TaurHEMAchia 2014

thc-2014

Questo articoletto deve intendersi come un breve notiziario. Un po’ troppo tardi, forse, voglio segnalare un torneo HEMA in quel di Torino che è alla sua seconda edizione: TaurHEMAchia, organizzato dall’ASD “La Sala Delle Armi”:
Non ho avuto, ahimé, la fortuna di partecipare alla prima edizione e non potrò partecipare a questa, ma mi sembra d’uopo segnalarlo e soprattutto spiegare cosa mi piace, e molto, di questo torneo.

Le regole sono riassunte in questo video. È stato realizzato per la prima edizione, ma buona parte di queste regole sono rimaste invariate.

 

Dopo ogni colpo il gioco si ferma. Alcuni potrebbero ritenere questa un’ovvietà, ma non lo è: in alcune competizioni gli atleti proseguono a darsene senza sosta finché non scade il tempo, e all’arbitro e giuria è dato il – a quel punto quasi impossibile – compito di determinare con ottima precisione chi ha dato cosa a chi.
Ogni locazione vale 1 punto. Qui so che molti storcono il naso. L’obiezione che di solito si fa a questa regola è che rende il duello non realistico perché i colpi in testa sono più letali che nel torso, i quali sono più letali che negli arti. A me invece la regola piace, perché permette di implementare il concetto base della Scherma, colpire senza essere colpiti. Ho visto competizioni in cui tutti, TUTTI scoprivano tutto tranne la testa per poter arrivare alla testa. Non è bello, e non è Scherma. Scherma non è prenderne di meno, è andare a casa puliti.
Si arriva a 6 punti o alla scadenza del tempo. Sei tocchi per combattimento è un ottimo numero. Permette di recuperare le classiche sviste madornali che si fanno all’inizio di un duello contro un avversario il cui stile è molto diverso dal nostro, ma è un numero abbastanza contenuto da permettere di sostenere diversi scontri in brevi lassi di tempo.
Il colpo doppio è penalizzato.
Come sopra, questa regola contribuisce a ripulire i combattimenti dal bruttissimo “ti offro il braccio per arrivare alla testa”. Ottima cosa.
Le protezioni sono adatte: non troppo scarse, non troppo eccessive.
Non occorre ricoprirsi di equipaggiamento antisommossa in ogni centimetro del corpo. Le protezioni previste per questo torneo sono ragionevoli. Sebbene io… Non possa biasimare chi impone pesanti protezioni per tornei HEMA, perché come sempre “non sai chi hai davanti” e le ambulanze è meglio farle stare ferme. Troppo è meglio che troppo poco quindi, di solito, ma in questo caso siamo al punto giusto.

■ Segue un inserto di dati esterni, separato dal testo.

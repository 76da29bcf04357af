use std::sync::Arc;
use std::time::Duration;

use modelops::{normalize_id, StateSnapshot};
use tracing::{debug, warn};

use crate::error::CoordError;
use crate::provider_lmstudio::LmStudioClient;
use crate::single_flight::SingleFlight;
use crate::state::SharedState;

/// How fresh a refresh must be.
#[derive(Clone, Copy, Debug)]
pub struct Refresh {
    pub force: bool,
    pub min_interval: Duration,
}

impl Refresh {
    pub fn forced() -> Self {
        Self {
            force: true,
            min_interval: Duration::ZERO,
        }
    }

    pub fn within(min_interval: Duration) -> Self {
        Self {
            force: false,
            min_interval,
        }
    }
}

/// TTL-bounded cache of the server's native model states. Concurrent
/// refreshes share one fetch; fetch failures never escape this layer.
#[derive(Clone)]
pub struct StateCache {
    client: LmStudioClient,
    state: SharedState,
    flight: SingleFlight<(), Arc<StateSnapshot>>,
}

impl StateCache {
    pub fn new(client: LmStudioClient, state: SharedState) -> Self {
        Self {
            client,
            state,
            flight: SingleFlight::new(),
        }
    }

    pub async fn refresh(&self, opts: Refresh) -> Arc<StateSnapshot> {
        if let Some(pending) = self.flight.in_flight(&()) {
            return pending.await;
        }
        if !opts.force {
            if let Some(snap) = self.state.fresh_snapshot(opts.min_interval) {
                return snap;
            }
        }
        let this = self.clone();
        self.flight.run((), move || async move { this.fetch().await }).await
    }

    async fn fetch(&self) -> Arc<StateSnapshot> {
        match self.client.native_listing().await {
            Ok(listing) => {
                debug!(models = listing.entries.len(), "state_cache: refreshed");
                self.state.install_snapshot(StateSnapshot::from_entries(listing.entries))
            }
            Err(CoordError::Rejected { status: 404 }) | Err(CoordError::ProtocolMismatch) => {
                debug!("state_cache: native model API not available");
                self.state.set_native_api(false);
                self.state.snapshot()
            }
            Err(e) => {
                warn!("state_cache: fetch failed, keeping previous snapshot: {e}");
                self.state.snapshot()
            }
        }
    }

    /// Fail-open loaded check: without native state every model counts as
    /// loaded. Falls back to the resident-set hint when the listing says
    /// nothing about the model.
    pub async fn is_loaded(&self, model: &str, opts: Refresh) -> bool {
        let model = normalize_id(model);
        if model.is_empty() {
            return false;
        }
        if self.state.native_unavailable() {
            return true;
        }
        let snap = self.refresh(opts).await;
        if self.state.native_unavailable() {
            return true;
        }
        snap.loaded_verdict(&model)
            .unwrap_or_else(|| self.state.is_resident(&model))
    }
}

Per concludere, i link sono questi: il sito ufficiale, la pagina dedicata al torneo sul sito de “La Sala Delle Armi”, la pagina Facebook e l’evento su Facebook. Mi spiace di averlo segnalato tardi: la scadenza per iscriversi è il 10 Settembre!

A chiunque vada, buon torneo! A tutti gli altri, alla prossima!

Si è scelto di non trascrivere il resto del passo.